At 7-6, Zimmermann's record would normally suggest a poor season to date. But Zimmermann entered the game tied with Edwin Jackson as the Nats starter who receives the least run support per game (3.9). Thus, Zimmermann is better judged by his team-high 17 quality starts, including a stretch of nine straight dating back to June 5 against the Mets.

For the first five innings, it looked as though Zimmermann might endure another outing with insufficient run support. But the Nationals came alive in the sixth, as Bryce Harper squeaked out an infield single and scored two batters later when Adam LaRoche homered to left-center. LaRoche's 16th homer of the season put the Nats ahead, 2-0, a lead they never relinquished.

"We've been rough on [Zimmermann], we've had some opportunities a lot, and haven't got guys in," LaRoche said. "We go out and score two or three runs and we look up in the eighth inning, and we're winning the ballgame. It's just over and over, those guys are picking us up."

In the seventh, a pair of two-out singles put runners on first and second for Steve Lombardozzi. Playing at second base for the fourth straight game due to the infield shuffling required by Ian Desmond's left oblique strain, Lombardozzi notched an RBI double when he ripped 2-0 pitch from Mets reliever Miguel Batista off the right-field wall.

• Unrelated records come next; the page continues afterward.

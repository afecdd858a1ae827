//! The order value type and its side, type and status enums.

use super::error::OrderError;
use crate::utils::current_time_nanos;
use serde::{Deserialize, Serialize};
use std::fmt;
use std::time::Duration;
use uuid::Uuid;

/// Unique identifier for an order.
///
/// Engine-assigned UUIDv4, unique within a process lifetime.
#[derive(Debug, Clone, Copy, PartialEq, Eq, PartialOrd, Ord, Hash, Serialize, Deserialize)]
pub struct OrderId(Uuid);

impl OrderId {
    /// Creates a fresh random identifier.
    #[must_use]
    pub fn new() -> Self {
        Self(Uuid::new_v4())
    }
}

impl Default for OrderId {
    fn default() -> Self {
        Self::new()
    }
}

impl fmt::Display for OrderId {
    fn fmt(&self, f: &mut fmt::Formatter<'_>) -> fmt::Result {
        self.0.fmt(f)
    }
}

/// Which side of the book an order belongs to.
#[derive(Debug, Clone, Copy, PartialEq, Eq, Hash, Serialize, Deserialize)]
pub enum Side {
    /// Bid side.
    Buy,
    /// Ask side.
    Sell,
}

impl Side {
    /// Returns the opposite side.
    #[must_use]
    pub fn opposite(&self) -> Self {
        match self {
            Side::Buy => Side::Sell,
            Side::Sell => Side::Buy,
        }
    }
}

impl fmt::Display for Side {
    fn fmt(&self, f: &mut fmt::Formatter<'_>) -> fmt::Result {
        match self {
            Side::Buy => write!(f, "BUY"),
            Side::Sell => write!(f, "SELL"),
        }
    }
}

/// The supported order types: day-limit and immediate-market.
#[derive(Debug, Clone, Copy, PartialEq, Eq, Hash, Serialize, Deserialize)]
pub enum OrderType {
    /// Rests in the book at its limit price until matched or cancelled.
    Limit,
    /// Executes immediately against resting liquidity; any residual is dropped.
    Market,
}

impl fmt::Display for OrderType {
    fn fmt(&self, f: &mut fmt::Formatter<'_>) -> fmt::Result {
        match self {
            OrderType::Limit => write!(f, "LIMIT"),
            OrderType::Market => write!(f, "MARKET"),
        }
    }
}

/// Lifecycle state of an order.
///
/// Progresses `Pending -> PartiallyFilled -> Filled`, or to `Cancelled`
/// from either non-terminal state. `Filled` and `Cancelled` are terminal.
#[derive(Debug, Clone, Copy, PartialEq, Eq, Hash, Serialize, Deserialize)]
pub enum OrderStatus {
    /// No fills yet.
    Pending,
    /// Some quantity filled, some still working.
    PartiallyFilled,
    /// Fully executed.
    Filled,
    /// Cancelled before completion.
    Cancelled,
}

impl OrderStatus {
    /// Whether this status is terminal (the order can never re-enter a book).
    #[must_use]
    pub fn is_terminal(&self) -> bool {
        matches!(self, OrderStatus::Filled | OrderStatus::Cancelled)
    }
}

/// A limit or market order with its latency stamps and fill state.
///
/// Orders are created through [`Order::limit`] and [`Order::market`], which
/// validate the price/quantity invariants. The engine owns an order from
/// submission until it reaches a terminal state; while resting it lives in
/// its book's id index.
#[derive(Debug, Clone, PartialEq, Serialize, Deserialize)]
pub struct Order {
    /// Unique order identifier.
    pub id: OrderId,
    /// Tag of the submitting agent.
    pub agent_id: String,
    /// Symbol this order trades.
    pub symbol: String,
    /// Buy or sell.
    pub side: Side,
    /// Limit or market.
    pub order_type: OrderType,
    /// Original quantity, always positive.
    pub quantity: u64,
    /// Limit price; present iff `order_type` is `Limit`.
    pub price: Option<f64>,
    /// Quantity filled so far, `0 ..= quantity`.
    pub filled_quantity: u64,
    /// Current lifecycle state.
    pub status: OrderStatus,
    /// Creation time, nanoseconds since the Unix epoch.
    pub timestamp: u64,
    /// Sampled network delay in nanoseconds; assigned at submission.
    pub latency_delay: u64,
    /// Optional latency budget in nanoseconds. An order drained later than
    /// `timestamp + max_latency` is dropped and counted as a violation.
    pub max_latency: Option<u64>,
}

impl Order {
    /// Creates a validated limit order.
    ///
    /// # Errors
    /// Returns [`OrderError::ZeroQuantity`] for a zero quantity and
    /// [`OrderError::InvalidLimitPrice`] for a non-finite or non-positive
    /// price.
    pub fn limit(
        agent_id: impl Into<String>,
        symbol: impl Into<String>,
        side: Side,
        quantity: u64,
        price: f64,
    ) -> Result<Self, OrderError> {
        let order = Self {
            id: OrderId::new(),
            agent_id: agent_id.into(),
            symbol: symbol.into(),
            side,
            order_type: OrderType::Limit,
            quantity,
            price: Some(price),
            filled_quantity: 0,
            status: OrderStatus::Pending,
            timestamp: current_time_nanos(),
            latency_delay: 0,
            max_latency: None,
        };
        order.validate()?;
        Ok(order)
    }

    /// Creates a validated market order.
    ///
    /// # Errors
    /// Returns [`OrderError::ZeroQuantity`] for a zero quantity.
    pub fn market(
        agent_id: impl Into<String>,
        symbol: impl Into<String>,
        side: Side,
        quantity: u64,
    ) -> Result<Self, OrderError> {
        let order = Self {
            id: OrderId::new(),
            agent_id: agent_id.into(),
            symbol: symbol.into(),
            side,
            order_type: OrderType::Market,
            quantity,
            price: None,
            filled_quantity: 0,
            status: OrderStatus::Pending,
            timestamp: current_time_nanos(),
            latency_delay: 0,
            max_latency: None,
        };
        order.validate()?;
        Ok(order)
    }

    /// Attaches a latency budget to this order.
    #[must_use]
    pub fn with_max_latency(mut self, budget: Duration) -> Self {
        self.max_latency = Some(budget.as_nanos() as u64);
        self
    }

    /// Re-checks the construction invariants.
    ///
    /// Fields are public, so the engine validates again at submission.
    ///
    /// # Errors
    /// Same failure modes as the constructors.
    pub fn validate(&self) -> Result<(), OrderError> {
        if self.quantity == 0 {
            return Err(OrderError::ZeroQuantity);
        }
        match (self.order_type, self.price) {
            (OrderType::Limit, None) => Err(OrderError::MissingLimitPrice),
            (OrderType::Limit, Some(price)) if !price.is_finite() || price <= 0.0 => {
                Err(OrderError::InvalidLimitPrice { price })
            }
            (OrderType::Market, Some(price)) => Err(OrderError::UnexpectedPrice { price }),
            _ => Ok(()),
        }
    }

    /// Quantity still unfilled.
    #[must_use]
    pub fn remaining_quantity(&self) -> u64 {
        self.quantity - self.filled_quantity
    }

    /// Whether this is a buy order.
    #[must_use]
    pub fn is_buy(&self) -> bool {
        self.side == Side::Buy
    }

    /// Whether this is a sell order.
    #[must_use]
    pub fn is_sell(&self) -> bool {
        self.side == Side::Sell
    }

    /// Whether the order is still working (pending or partially filled).
    #[must_use]
    pub fn is_active(&self) -> bool {
        matches!(
            self.status,
            OrderStatus::Pending | OrderStatus::PartiallyFilled
        )
    }

    /// The timestamp under which the event queue dispatches this order:
    /// creation time plus the sampled latency delay.
    #[must_use]
    pub fn effective_timestamp(&self) -> u64 {
        self.timestamp.saturating_add(self.latency_delay)
    }

    /// Records a fill and advances the status machine.
    ///
    /// A cancelled order's status is never overwritten.
    pub(crate) fn apply_fill(&mut self, quantity: u64) {
        self.filled_quantity = (self.filled_quantity + quantity).min(self.quantity);
        if self.status == OrderStatus::Cancelled {
            return;
        }
        if self.filled_quantity == self.quantity {
            self.status = OrderStatus::Filled;
        } else if self.filled_quantity > 0 {
            self.status = OrderStatus::PartiallyFilled;
        }
    }
}

impl fmt::Display for Order {
    fn fmt(&self, f: &mut fmt::Formatter<'_>) -> fmt::Result {
        write!(
            f,
            "{} {} {} {} x{}",
            self.id, self.agent_id, self.side, self.order_type, self.quantity
        )?;
        if let Some(price) = self.price {
            write!(f, " @ {price}")?;
        }
        Ok(())
    }
}
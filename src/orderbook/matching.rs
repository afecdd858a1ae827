//! Price-time priority matching for incoming limit and market orders.

use super::book::{AskEntry, BidEntry, OrderBook};
use crate::orders::{Order, OrderId, OrderType, Side, Trade, TradeId};
use tracing::trace;

impl OrderBook {
    /// Routes an incoming order through the matching loop and returns the
    /// trades it produced, in execution order.
    ///
    /// Limit orders match against the opposite side while they cross; any
    /// remainder is inserted into the book. Market orders match without a
    /// price filter; a remainder left when liquidity runs out is dropped,
    /// keeping whatever status the fill rule assigned.
    ///
    /// Produced trades are appended to the book's trade log, and the
    /// last-trade fields are refreshed from the final fill.
    pub fn add(&mut self, order: Order) -> Vec<Trade> {
        trace!(
            order_id = %order.id,
            symbol = %self.symbol,
            side = %order.side,
            order_type = %order.order_type,
            quantity = order.quantity,
            "adding order to book"
        );
        let trades = match order.order_type {
            OrderType::Market => self.execute_market_order(order),
            OrderType::Limit => self.execute_limit_order(order),
        };

        if let Some(last) = trades.last() {
            self.last_trade_price = Some(last.price);
            self.last_trade_quantity = last.quantity;
        }
        self.trades.extend(trades.iter().cloned());
        trades
    }

    /// Matches what crosses, then rests the remainder on its own side.
    fn execute_limit_order(&mut self, mut order: Order) -> Vec<Trade> {
        let limit = order.price;
        let trades = self.match_incoming(&mut order, limit);
        if order.remaining_quantity() > 0 {
            self.rest(order);
        }
        trades
    }

    /// Matches against the best available prices until filled or the book
    /// runs dry. The residual is never booked.
    fn execute_market_order(&mut self, mut order: Order) -> Vec<Trade> {
        self.match_incoming(&mut order, None)
    }

    /// The core loop: peek the opposite top, evict stale entries, stop when
    /// the price filter fails, otherwise fill at the resting price.
    fn match_incoming(&mut self, incoming: &mut Order, limit: Option<f64>) -> Vec<Trade> {
        let mut trades = Vec::new();

        while incoming.remaining_quantity() > 0 {
            // Stale entries must go before the price filter runs, otherwise a
            // cancelled order's price could terminate the loop early.
            self.evict_stale_opposite(incoming.side);
            let Some((resting_price, resting_id)) = self.peek_opposite(incoming.side) else {
                break;
            };

            if let Some(limit_price) = limit {
                let crosses = match incoming.side {
                    Side::Buy => resting_price <= limit_price,
                    Side::Sell => resting_price >= limit_price,
                };
                if !crosses {
                    break;
                }
            }

            let Some(resting) = self.orders.get_mut(&resting_id) else {
                break;
            };
            let quantity = incoming.remaining_quantity().min(resting.remaining_quantity());
            resting.apply_fill(quantity);
            incoming.apply_fill(quantity);
            let resting_done = resting.remaining_quantity() == 0;
            let resting_agent = resting.agent_id.clone();
            let resting_effective = resting.effective_timestamp();

            trades.push(self.build_trade(
                incoming,
                resting_id,
                &resting_agent,
                resting_effective,
                quantity,
                resting_price,
            ));

            if resting_done {
                self.pop_opposite(incoming.side);
                self.orders.remove(&resting_id);
            }
        }

        trades
    }

    /// Inserts a limit order with unfilled quantity into its side heap and
    /// the id index, assigning the next insertion sequence.
    fn rest(&mut self, order: Order) {
        // Market orders never rest; their residual is discarded upstream.
        let Some(price) = order.price else { return };
        let sequence = self.next_sequence;
        self.next_sequence += 1;
        match order.side {
            Side::Buy => self.bids.push(BidEntry {
                price,
                sequence,
                order_id: order.id,
            }),
            Side::Sell => self.asks.push(AskEntry {
                price,
                sequence,
                order_id: order.id,
            }),
        }
        trace!(order_id = %order.id, symbol = %self.symbol, price, "order resting in book");
        self.orders.insert(order.id, order);
    }

    /// Trade price is always the resting order's price; the aggressor keeps
    /// any price improvement. The timestamp is the later effective arrival.
    fn build_trade(
        &self,
        incoming: &Order,
        resting_id: OrderId,
        resting_agent: &str,
        resting_effective: u64,
        quantity: u64,
        price: f64,
    ) -> Trade {
        let (buy_order_id, buyer_agent_id, sell_order_id, seller_agent_id) = if incoming.is_buy() {
            (
                incoming.id,
                incoming.agent_id.clone(),
                resting_id,
                resting_agent.to_string(),
            )
        } else {
            (
                resting_id,
                resting_agent.to_string(),
                incoming.id,
                incoming.agent_id.clone(),
            )
        };

        Trade {
            id: TradeId::new(),
            symbol: self.symbol.clone(),
            quantity,
            price,
            timestamp: incoming.effective_timestamp().max(resting_effective),
            buy_order_id,
            sell_order_id,
            buyer_agent_id,
            seller_agent_id,
        }
    }

    fn peek_opposite(&self, side: Side) -> Option<(f64, OrderId)> {
        match side {
            Side::Buy => self.asks.peek().map(|entry| (entry.price, entry.order_id)),
            Side::Sell => self.bids.peek().map(|entry| (entry.price, entry.order_id)),
        }
    }

    fn pop_opposite(&mut self, side: Side) {
        match side {
            Side::Buy => {
                self.asks.pop();
            }
            Side::Sell => {
                self.bids.pop();
            }
        }
    }

    fn evict_stale_opposite(&mut self, side: Side) {
        match side {
            Side::Buy => self.evict_stale_asks(),
            Side::Sell => self.evict_stale_bids(),
        }
    }
}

Jesus Flores and Roger Bernadina both scored, giving the Nats two insurance runs that ultimately proved necessary.

Sean Burnett came on for the eighth and allowed only a one-out double. In the ninth, Tyler Clippard entered looking for redemption after blowing his first save Tuesday after taking over the closer's role in late May. But on his first pitch, a 93-mph fastball, David Wright launched a solo home run to right-center. Suddenly, a seemingly comfortable three-run lead had evaporated.

But Clippard's struggles weren't done, when after striking out the next two Mets, Jason Bay jumped on the first pitch he saw and drilled another four-seam fastball from Clippard off the left-field foul pole. The Nats' lead shrunk to 4-3, and though Clippard was able to keep it there, there might be some cause for concern. Drew Storen has been working to return from mid-April surgery to remove bone chips from his right elbow and could be activated from the disabled list as early as Thursday.

"[Clippard's] had a lot of work lately," Johnson said. "But his velocity is still up there. A couple pretty good hitters looking for a fastball, cheat, jump ... he got bushwhacked."

Nevertheless, another brilliant start from Zimmermann provided the Nats' bullpen some margin for error. In his second full season since undergoing Tommy John surgery, Zimmermann has emerged as perhaps the Nationals' most reliable, durable starter.

"I definitely feel stronger having another year after surgery," Zimmermann said. "Last year was hit or miss, how I was gonna feel. But so far this whole year, I've been feeling great. I haven't had any aches or pains so, knock on wood, it keeps going."